US-based bio/pharmaceutical services organisation Parexel International has beefed up its regulatory support capabilities by acquiring Liquent Inc for around US$72 million.
Operating out of Horsham, Pennsylvania in the US, and with additional offices in the UK, Germany and India, Liquent provides Regulatory Information Management (RIM) solutions to more than 200 biopharmaceutical and life sciences companies worldwide.
Its offering includes an integrated platform of software solutions for regulatory submissions and product registration management, as well as a range of complementary business-process outsourcing capabilities.
With a current staff of nearly 300, Liquent was founded in 1994. Parexel takes over ownership of the regulatory specialist from Marlin Equity Partners.
The purchase price of around US$72 million was adjusted at closing to reflect Liquent’s cash, indebtedness and working-capital balances as of that date. Parexel funded the acquisition by expanding one of its existing credit facilities.

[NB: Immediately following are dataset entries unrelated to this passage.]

use std::sync::atomic::{AtomicBool, Ordering};
use std::sync::{Arc, Mutex};
use std::thread::JoinHandle;
use std::time::Duration;

use anyhow::Result;

use crate::lifecycle::cleanup::{CleanupStats, ClipCleanup};
use crate::StopSignal;

/// Periodic retention enforcement.
///
/// Runs [`ClipCleanup`] on a fixed interval (default 24 h) in a
/// background thread. `stop` wakes the worker even mid-sleep, so
/// shutdown never waits for the interval to elapse.
pub struct CleanupScheduler {
    cleanup: Arc<ClipCleanup>,
    interval: Duration,
    enabled: bool,
    stop: Arc<StopSignal>,
    handle: Mutex<Option<JoinHandle<()>>>,
    running: AtomicBool,
}

impl CleanupScheduler {
    pub const DEFAULT_INTERVAL_HOURS: f64 = 24.0;

    pub fn new(cleanup: ClipCleanup, interval: Duration, enabled: bool) -> Self {
        Self {
            cleanup: Arc::new(cleanup),
            interval,
            enabled,
            stop: Arc::new(StopSignal::new()),
            handle: Mutex::new(None),
            running: AtomicBool::new(false),
        }
    }

    pub fn is_running(&self) -> bool {
        self.running.load(Ordering::Relaxed)
    }

    /// Start the background worker. A disabled scheduler stays idle.
    pub fn start(&self) {
        if !self.enabled {
            log::info!("cleanup scheduler disabled by configuration");
            return;
        }
        if self.running.swap(true, Ordering::SeqCst) {
            log::warn!("cleanup scheduler already running");
            return;
        }

        let cleanup = Arc::clone(&self.cleanup);
        let stop = Arc::clone(&self.stop);
        let interval = self.interval;
        let worker = std::thread::spawn(move || {
            log::info!(
                "cleanup scheduler started: every {:.1} h, retaining {} days of clips",
                interval.as_secs_f64() / 3600.0,
                cleanup.retention_days()
            );
            loop {
                if stop.wait_timeout(interval) {
                    return;
                }
                match cleanup.run(false) {
                    Ok(stats) => log_sweep(&stats),
                    Err(e) => log::error!("scheduled cleanup failed: {:#}", e),
                }
            }
        });
        *self.handle_slot() = Some(worker);
    }

    /// Stop the worker and wait for it, even if it is mid-sleep.
    pub fn stop(&self) {
        if !self.running.swap(false, Ordering::SeqCst) {
            return;
        }
        self.stop.stop();
        if let Some(handle) = self.handle_slot().take() {
            let _ = handle.join();
        }
        log::info!("cleanup scheduler stopped");
    }

    // The slot only ever holds a join handle; recover it from a poisoned
    // lock so shutdown still joins the worker.
    fn handle_slot(&self) -> std::sync::MutexGuard<'_, Option<JoinHandle<()>>> {
        self.handle
            .lock()
            .unwrap_or_else(std::sync::PoisonError::into_inner)
    }

    /// Run one sweep immediately on the caller's thread.
    pub fn run_now(&self) -> Result<CleanupStats> {
        let stats = self.cleanup.run(false)?;
        log_sweep(&stats);
        Ok(stats)
    }
}

fn log_sweep(stats: &CleanupStats) {
    if stats.deleted_count > 0 {
        log::info!(
            "cleanup: deleted {} clips, freed {} bytes in {:.2}s",
            stats.deleted_count,
            stats.freed_bytes,
            stats.duration_sec
        );
    } else {
        log::info!("cleanup: nothing to delete");
    }
    if stats.skipped_count > 0 {
        log::warn!("cleanup: skipped {} rows", stats.skipped_count);
    }
}

#[cfg(test)]
mod tests {
    use super::*;
    use crate::epoch_now;
    use crate::events::store::EventStore;

    fn scheduler(enabled: bool) -> (CleanupScheduler, Arc<EventStore>, tempfile::TempDir) {
        let dir = tempfile::tempdir().unwrap();
        let store = Arc::new(EventStore::open_in_memory().unwrap());
        let old = epoch_now() - 10.0 * 86_400.0;
        let path = dir.path().join("evt_0.mp4");
        std::fs::write(&path, vec![0u8; 64]).unwrap();
        store.insert_or_replace("evt_0", old, 1, old).unwrap();
        store.set_clip_path("evt_0", &path.to_string_lossy()).unwrap();
        let cleanup = ClipCleanup::new(Arc::clone(&store), 7);
        (
            CleanupScheduler::new(cleanup, Duration::from_secs(3600), enabled),
            store,
            dir,
        )
    }

    #[test]
    fn run_now_sweeps_immediately() {
        let (scheduler, store, _dir) = scheduler(true);
        let stats = scheduler.run_now().unwrap();
        assert_eq!(stats.deleted_count, 1);
        assert!(store.find_expired_clips(epoch_now()).unwrap().is_empty());
    }

    #[test]
    fn disabled_scheduler_does_not_start() {
        let (scheduler, _store, _dir) = scheduler(false);
        scheduler.start();
        assert!(!scheduler.is_running());
        scheduler.stop();
    }

    #[test]
    fn stop_interrupts_the_interval_sleep() {
        let (scheduler, _store, _dir) = scheduler(true);
        scheduler.start();
        assert!(scheduler.is_running());
        let started = std::time::Instant::now();
        scheduler.stop();
        // Joining must not wait for the one-hour interval.
        assert!(started.elapsed() < Duration::from_secs(5));
        assert!(!scheduler.is_running());
    }
}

According to Parexel chairman and chief executive officer Josef von Rickenbach, Liquent’s flagship software platform, InSight, will give Parexel’s clients access to “comprehensive regulatory-agency submission planning, viewing, tracking, publishing, and registration management throughout the entire lifecycle of a medicinal entity”.

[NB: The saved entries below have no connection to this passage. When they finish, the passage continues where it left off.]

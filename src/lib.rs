//! fallwatch - single-camera fall detection pipeline
//!
//! The crate is organised around one hot capture thread and a set of
//! background workers that consume its output:
//!
//! - `capture`: frame sources and the shared rolling frame buffer
//! - `detect`: person/pose inference behind a backend trait
//! - `analysis`: fall rules, keypoint smoothing, and the
//!   NORMAL -> SUSPECTED -> CONFIRMED state machine
//! - `events`: durable event store, delayed clip recording, notifications
//! - `media`: H.264/MP4 clip encoding
//! - `lifecycle`: skeleton extraction, cloud upload, clip retention
//! - `pipeline`: wires everything together and owns shutdown
//!
//! Every long-running worker observes a [`StopSignal`] so the daemon can
//! shut down cleanly from SIGINT/SIGTERM even while a worker is sleeping.

use std::sync::{Condvar, Mutex};
use std::time::{Duration, SystemTime, UNIX_EPOCH};

use anyhow::{anyhow, Result};

pub mod analysis;
pub mod capture;
pub mod config;
pub mod detect;
pub mod events;
pub mod lifecycle;
pub mod media;
pub mod pipeline;

pub use analysis::rule::RuleEngine;
pub use analysis::state::{DelayConfirm, FallState};
pub use capture::camera::{FrameSource, Scene, SyntheticCamera};
pub use capture::frame::{FrameData, FrameImage};
pub use capture::ring::FrameRing;
pub use config::FallwatchConfig;
pub use detect::detector::Detector;
pub use detect::types::{BBox, Detection, Skeleton};
pub use events::observer::{
    FallEvent, FallEventObserver, SuspectedEvent, SuspectedEventObserver, SuspectedOutcome,
};
pub use events::store::EventStore;
pub use pipeline::Pipeline;

/// Wall-clock seconds since the Unix epoch.
///
/// The pipeline uses one logical clock for frame timestamps, event
/// identifiers, and cloud path derivation. The clip recorder and the
/// retention sweep compare against the same source.
pub fn epoch_now() -> f64 {
    SystemTime::now()
        .duration_since(UNIX_EPOCH)
        .map(|d| d.as_secs_f64())
        .unwrap_or(0.0)
}

/// Event identifier for a confirmation at `ts` (seconds since epoch).
pub fn event_id_for(ts: f64) -> String {
    format!("evt_{}", ts as i64)
}

/// Suspected-event identifier for a suspicion raised at `ts`.
pub fn suspected_id_for(ts: f64) -> String {
    format!("sus_{}", ts as i64)
}

/// Extract the epoch seconds embedded in an event identifier.
///
/// Accepts both `evt_1735459200` and the fractional textual form
/// `evt_1735459200.000` that appears in upload path derivation.
pub fn parse_event_epoch(event_id: &str) -> Result<f64> {
    let suffix = event_id
        .split_once('_')
        .map(|(_, s)| s)
        .ok_or_else(|| anyhow!("malformed event id '{}'", event_id))?;
    suffix
        .parse::<f64>()
        .map_err(|_| anyhow!("event id '{}' has a non-numeric timestamp", event_id))
}

/// Cooperative stop flag shared between the hot loop and background workers.
///
/// `wait_timeout` doubles as an interruptible sleep: a worker parked on its
/// interval wakes immediately when `stop` is called.
pub struct StopSignal {
    stopped: Mutex<bool>,
    cv: Condvar,
}

impl StopSignal {
    pub fn new() -> Self {
        Self {
            stopped: Mutex::new(false),
            cv: Condvar::new(),
        }
    }

    // The flag stays valid across a poisoning panic, so recover the
    // guard instead of propagating.
    fn flag(&self) -> std::sync::MutexGuard<'_, bool> {
        self.stopped
            .lock()
            .unwrap_or_else(std::sync::PoisonError::into_inner)
    }

    pub fn stop(&self) {
        let mut stopped = self.flag();
        *stopped = true;
        self.cv.notify_all();
    }

    pub fn is_stopped(&self) -> bool {
        *self.flag()
    }

    /// Sleep for `timeout` or until stopped. Returns true when stopped.
    pub fn wait_timeout(&self, timeout: Duration) -> bool {
        let mut stopped = self.flag();
        let deadline = std::time::Instant::now() + timeout;
        while !*stopped {
            let remaining = deadline.saturating_duration_since(std::time::Instant::now());
            if remaining.is_zero() {
                return false;
            }
            let (guard, _) = self
                .cv
                .wait_timeout(stopped, remaining)
                .unwrap_or_else(std::sync::PoisonError::into_inner);
            stopped = guard;
        }
        true
    }
}

impl Default for StopSignal {
    fn default() -> Self {
        Self::new()
    }
}

#[cfg(test)]
mod tests {
    use super::*;
    use std::sync::Arc;

    #[test]
    fn event_ids_floor_fractional_seconds() {
        assert_eq!(event_id_for(1735459200.73), "evt_1735459200");
        assert_eq!(suspected_id_for(12.999), "sus_12");
    }

    #[test]
    fn parse_event_epoch_tolerates_fractions() {
        assert_eq!(parse_event_epoch("evt_1735459200").unwrap(), 1735459200.0);
        assert_eq!(
            parse_event_epoch("evt_1735459200.000").unwrap(),
            1735459200.0
        );
        assert!(parse_event_epoch("evt_abc").is_err());
        assert!(parse_event_epoch("bogus").is_err());
    }

    #[test]
    fn stop_signal_interrupts_wait() {
        let signal = Arc::new(StopSignal::new());
        let waiter = Arc::clone(&signal);
        let handle = std::thread::spawn(move || waiter.wait_timeout(Duration::from_secs(30)));
        std::thread::sleep(Duration::from_millis(20));
        signal.stop();
        assert!(handle.join().unwrap());
        assert!(signal.is_stopped());
    }

    #[test]
    fn stop_signal_times_out_when_not_stopped() {
        let signal = StopSignal::new();
        assert!(!signal.wait_timeout(Duration::from_millis(10)));
    }
}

The new offering will not only enhance the products and services delivered through Parexel’s Perceptive Informatics unit, it should also benefit the company’s Consulting and Medical Communications Services business, “where we will be able to leverage Liquent’s significant expertise in regulatory information-management outsourcing through its Liquent Direct solutions”, von Rickenbach noted.

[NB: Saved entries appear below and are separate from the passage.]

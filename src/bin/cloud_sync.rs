//! cloud-sync - skeleton artifact upload tool
//!
//! Uploads skeleton JSON files to the configured object-store bucket and
//! reconciles upload status in the event store.

use std::path::PathBuf;
use std::sync::Arc;
use std::time::Duration;

use anyhow::{anyhow, Result};
use clap::Parser;

use fallwatch::lifecycle::cloud_sync::{CloudSync, GcsStore};
use fallwatch::{EventStore, FallwatchConfig};

#[derive(Parser, Debug)]
#[command(name = "cloud-sync", about = "Upload skeleton artifacts to object storage")]
struct Args {
    /// Configuration file (TOML or JSON).
    #[arg(long, env = "FALLWATCH_CONFIG")]
    config: Option<PathBuf>,

    /// Upload every event still marked pending.
    #[arg(long)]
    upload_pending: bool,

    /// Re-attempt every event marked failed.
    #[arg(long)]
    retry_failed: bool,

    /// Upload one specific event by id (e.g. evt_1735459200).
    #[arg(long)]
    event_id: Option<String>,

    /// Print an upload status summary.
    #[arg(long)]
    status: bool,

    /// Log destinations without uploading or touching the store.
    #[arg(long)]
    dry_run: bool,

    /// Directory holding skeleton JSON files.
    #[arg(long)]
    skeleton_dir: Option<PathBuf>,
}

fn main() -> Result<()> {
    env_logger::Builder::from_env(env_logger::Env::default().default_filter_or("info")).init();
    let args = Args::parse();

    let config = FallwatchConfig::load_from(args.config.as_deref())?;
    if !config.cloud_sync.enabled {
        return Err(anyhow!("cloud sync is disabled in the configuration"));
    }

    let store = Arc::new(EventStore::open(&config.db_path)?);
    let skeleton_dir = args
        .skeleton_dir
        .unwrap_or_else(|| PathBuf::from(&config.lifecycle.skeleton_output_dir));
    let sync = CloudSync::new(
        Arc::clone(&store),
        Arc::new(GcsStore::new(&config.cloud_sync.gcs_bucket)),
        &skeleton_dir,
        config.cloud_sync.retry_attempts,
        Duration::from_secs_f64(config.cloud_sync.retry_delay_seconds),
    );

    if args.status {
        let counts = store.upload_status_counts()?;
        println!("uploaded: {}", counts.uploaded);
        println!("pending:  {}", counts.pending);
        println!("failed:   {}", counts.failed);
        for record in store.find_failed_uploads()?.iter().take(5) {
            println!(
                "  {}: {}",
                record.event_id,
                record.skeleton_upload_error.as_deref().unwrap_or("unknown")
            );
        }
        return Ok(());
    }

    if args.upload_pending {
        let stats = sync.upload_pending(args.dry_run)?;
        println!("success: {}, failed: {}", stats.success, stats.failed);
        return Ok(());
    }

    if args.retry_failed {
        let stats = sync.retry_failed(args.dry_run)?;
        println!("success: {}, failed: {}", stats.success, stats.failed);
        return Ok(());
    }

    if let Some(event_id) = args.event_id {
        let local_path = skeleton_dir.join(format!("{}.json", event_id));
        if !local_path.exists() {
            return Err(anyhow!("skeleton file not found: {}", local_path.display()));
        }
        if sync.upload(&event_id, &local_path, args.dry_run) {
            println!("uploaded {}", event_id);
            return Ok(());
        }
        return Err(anyhow!("upload failed for {}", event_id));
    }

    Err(anyhow!(
        "nothing to do: pass --upload-pending, --retry-failed, --event-id, or --status"
    ))
}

The Liquent acquisition is expected to contribute a “small amount” of service revenue to Parexel in the second quarter of fiscal year 2013, and between $US17 million and US$23 million of revenue during the second half.
The impact on earnings per share (EPS) under Generally Accepted Accounting Principles (GAAP) should be dilutive to the tune of US$0.02 to US$0.04 for fiscal year 2013, including the amortisation of intangibles and other costs, Parexel believes. Excluding these elements, the deal is expected to be accretive to EPS.
Parexel has revised its financial guidance for the second quarter of FY 2013 (ended 31 December 2012) and for the full fiscal year (ending 30 June 2013) to take account of the Liquent acquisition and other factors.
These factors include accelerated project performance, offset by delays in client decision-making that are likely to mean softer new-business wins during the second quarter of FY 2013, and a shift in pending requests for proposals into the third quarter.
The company is now projecting consolidated service revenue in the range of US$415 million to US$420 million for the second quarter of fiscal year 2013. Service revenue for the whole of FY 2013 is expected to reach US$1.675 billion to US$1.695 billion.
Previously issued guidance for consolidated service revenue was US$400-US$410 million for the second quarter and US$1.630 billion to $1.660 billion for the whole of fiscal year 2013.
Parexel is forecasting GAAP diluted earnings per share of US$0.33 to US$0.34 for the second quarter of FY 2013 and of US$1.32 to US$1.39 for the full year.
The previously issued guidance was for GAAP EPS of US$0.31 to US$0.33 for the second quarter and of US$1.30 to US$1.40 for the whole of fiscal year 2013.